The respondent submitted that the injury or similar would have happened in any event relying on Dr Sethi’s opinion. However, that opinion was based on his view that employment played no contribution. The applicant accepted that Dr Greenberg did not address this provision. The applicant’s counsel asserted that the probability of it occurring in any event was “not great” but noted that the opinion of Dr Greenberg did not address the issue.
I conclude that there is no acceptable medical evidence on the aspect noting the earlier finding that work was a material contribution to the injury. That conclusion suggests it is unlikely that the injury would have occurred in any event although the applicant, who bears the onus, led no evidence on this matter.
The worker’s state of health before the injury (e) and lifestyle (f) included the obesity and smoking until it ceased in 2017. The applicant asserted that the smoking ceased in 2017 and the effects of it had worn off. However, there was no medical opinion to base that submission.
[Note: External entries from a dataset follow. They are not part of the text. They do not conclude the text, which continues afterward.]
use appearance_common::Transform;
use glam::{EulerRot, Quat, Vec3};
use serde::{Deserialize, Serialize};

use crate::skeleton::{Skeleton, SkeletonError};

/// Serializable description of one joint. Rotation is XYZ Euler in degrees.
#[derive(Debug, Clone, PartialEq, Serialize, Deserialize)]
pub struct JointDef {
    pub name: String,
    #[serde(default)]
    pub parent: Option<String>,
    #[serde(default)]
    pub position: Vec3,
    #[serde(default)]
    pub rotation_degrees: Vec3,
    #[serde(default = "unit_scale")]
    pub scale: Vec3,
}

fn unit_scale() -> Vec3 {
    Vec3::ONE
}

impl JointDef {
    pub fn new(name: impl Into<String>, parent: Option<&str>, position: Vec3) -> Self {
        Self {
            name: name.into(),
            parent: parent.map(str::to_string),
            position,
            rotation_degrees: Vec3::ZERO,
            scale: Vec3::ONE,
        }
    }

    fn transform(&self) -> Transform {
        let r = self.rotation_degrees;
        Transform {
            position: self.position,
            rotation: Quat::from_euler(
                EulerRot::XYZ,
                r.x.to_radians(),
                r.y.to_radians(),
                r.z.to_radians(),
            ),
            scale: self.scale,
        }
    }
}

/// Serializable skeleton layout. Parents must be listed before their children.
#[derive(Debug, Clone, Default, PartialEq, Serialize, Deserialize)]
pub struct SkeletonDef {
    pub joints: Vec<JointDef>,
}

impl SkeletonDef {
    pub fn build(&self) -> Result<Skeleton, SkeletonError> {
        let mut skeleton = Skeleton::new();
        for def in &self.joints {
            let parent = match &def.parent {
                Some(name) => Some(skeleton.find(name).ok_or_else(|| {
                    SkeletonError::UnknownParent {
                        joint: def.name.clone(),
                        parent: name.clone(),
                    }
                })?),
                None => None,
            };
            skeleton.add_joint(def.name.clone(), parent, def.transform())?;
        }
        tracing::debug!(joints = skeleton.len(), "skeleton built");
        Ok(skeleton)
    }
}

#[cfg(test)]
mod tests {
    use super::*;

    fn biped() -> SkeletonDef {
        SkeletonDef {
            joints: vec![
                JointDef::new("mPelvis", None, Vec3::new(0.0, 0.0, 1.067)),
                JointDef::new("mTorso", Some("mPelvis"), Vec3::new(0.0, 0.0, 0.084)),
                JointDef::new("mChest", Some("mTorso"), Vec3::new(-0.015, 0.0, 0.205)),
                JointDef::new("mHead", Some("mChest"), Vec3::new(0.0, 0.0, 0.327)),
            ],
        }
    }

    #[test]
    fn build_links_parents_by_name() {
        let mut s = biped().build().unwrap();
        assert_eq!(s.len(), 4);
        let head = s.find("mHead").unwrap();
        let p = s.world_position(head).unwrap();
        assert!((p - Vec3::new(-0.015, 0.0, 1.683)).length() < 1e-5);
    }

    #[test]
    fn unknown_parent_is_an_error() {
        let def = SkeletonDef {
            joints: vec![JointDef::new("mHead", Some("mNeck"), Vec3::ZERO)],
        };
        assert!(matches!(
            def.build(),
            Err(SkeletonError::UnknownParent { .. })
        ));
    }

    #[test]
    fn scale_defaults_to_one_when_omitted() {
        let json = r#"{"joints":[{"name":"mPelvis","position":[0.0,0.0,1.0]}]}"#;
        let def: SkeletonDef = serde_json::from_str(json).unwrap();
        assert_eq!(def.joints[0].scale, Vec3::ONE);
        assert_eq!(def.joints[0].parent, None);
    }
}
I accept Dr Seth’s opinion that these matters are relevant. Dr Sethi also noted age related changes and gender as relevant although the doctor did not analyse their relevant contribution. The respondent’s counsel did not raise the significance of these matters in submissions although they are noted by Dr Sethi as relevant.
I rely on the earlier findings of injury under s 4(a). I find that that there are other non-employment causes for the onset of the injury, particularly obesity and smoking and to some unknown extent, the applicant’s age. Whilst the case has left me some doubts and noting the applicant bears the onus of proof on the balance of probabilities, I conclude that the temporal onset of the injury, that the work was a contributing cause of the injury, the heavy lifting for a period of 11 months and lighter lifting over seven months establishes that the employment concerned was a substantial contributing factor to the injury.
Causation of need for treatment
The relationship between the injury and the need for treatment was raised as a separate issue. There were no submissions by either party on the issue.
The applicant is required to establish, in accordance with the test in s 60 of the 1987 Act that the injury is a material contributing factor to the ongoing condition and the need for treatment: Murphy v Allity Management Services Pty Ltd.[74]
[74] [2015] NSWWCCPD 49.
I refer to the findings of the cause of the injury and the relationship with work. The hernias continue to be present. The medical evidence is that the condition continues and are “enlarging”.[75] For these reasons I am satisfied that the applicant has established that the need for surgery is as a result of the injury.
[75] Application, p 42.
Disease
The parties made no submissions on this issue. It is otherwise difficult to understand how this is a disease injury within the meaning of s 4(b) of the 1987 Act.
I decline to make findings under s 4(b) of the 1987 Act in the absence of submissions from counsel and note it is unnecessary given the findings in favour of the applicant under s 4(a). I note that the applicant would have difficulties establishing that the employment was the main contributing factor to contracting the disease in circumstances where there are other non-employment matters which are discussed earlier which contributed to the condition.
FINDINGS AND ORDERS
The findings and orders are set out in the Certificate of Determination. The respondent requested that if an order is made under s 60(5) of the 1987 Act, then it be noted that the fees are payable under the gazetted rates. I decline to make such as order noting that it is unnecessary as the insurer is only liable to pay the fees as gazetted.